== Segment start ==

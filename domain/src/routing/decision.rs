//! Router decision value objects.

use crate::agent::entities::AgentId;
use serde::{Deserialize, Serialize};

/// Why the router picked the agent it picked.
#[derive(Debug, Clone, Copy, PartialEq, Eq, Serialize, Deserialize)]
#[serde(rename_all = "snake_case")]
pub enum RouteReason {
    /// The agent scored highest and cleared the confidence floor.
    BestMatch,
    /// No agent cleared the floor; the directory fallback was used.
    Fallback,
}

/// One agent's score for a message, confidence in [0, 1].
#[derive(Debug, Clone, PartialEq, Serialize, Deserialize)]
pub struct AgentScore {
    pub agent_id: AgentId,
    pub confidence: f64,
}

/// The router's choice for one turn, with runner-ups for observability.
#[derive(Debug, Clone, Serialize, Deserialize)]
pub struct RouteDecision {
    pub agent_id: AgentId,
    pub reason: RouteReason,
    pub confidence: f64,
    /// Up to N runner-up candidates, best first.
    pub alternatives: Vec<AgentScore>,
}

#[cfg(test)]
mod tests {
    use super::*;

    #[test]
    fn test_reason_serializes_snake_case() {
        assert_eq!(
            serde_json::to_value(RouteReason::Fallback).unwrap(),
            serde_json::json!("fallback")
        );
        assert_eq!(
            serde_json::to_value(RouteReason::BestMatch).unwrap(),
            serde_json::json!("best_match")
        );
    }
}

== Segment end ==

Every line between the one holding "the confidence floor." and the end of the listing above, inclusive, must be transcribed exactly; omit all others.

* Output below:
    /// The agent scored highest and cleared the confidence floor.
    BestMatch,
    /// No agent cleared the floor; the directory fallback was used.
    Fallback,
}

/// One agent's score for a message, confidence in [0, 1].
#[derive(Debug, Clone, PartialEq, Serialize, Deserialize)]
pub struct AgentScore {
    pub agent_id: AgentId,
    pub confidence: f64,
}

/// The router's choice for one turn, with runner-ups for observability.
#[derive(Debug, Clone, Serialize, Deserialize)]
pub struct RouteDecision {
    pub agent_id: AgentId,
    pub reason: RouteReason,
    pub confidence: f64,
    /// Up to N runner-up candidates, best first.
    pub alternatives: Vec<AgentScore>,
}

#[cfg(test)]
mod tests {
    use super::*;

    #[test]
    fn test_reason_serializes_snake_case() {
        assert_eq!(
            serde_json::to_value(RouteReason::Fallback).unwrap(),
            serde_json::json!("fallback")
        );
        assert_eq!(
            serde_json::to_value(RouteReason::BestMatch).unwrap(),
            serde_json::json!("best_match")
        );
    }
}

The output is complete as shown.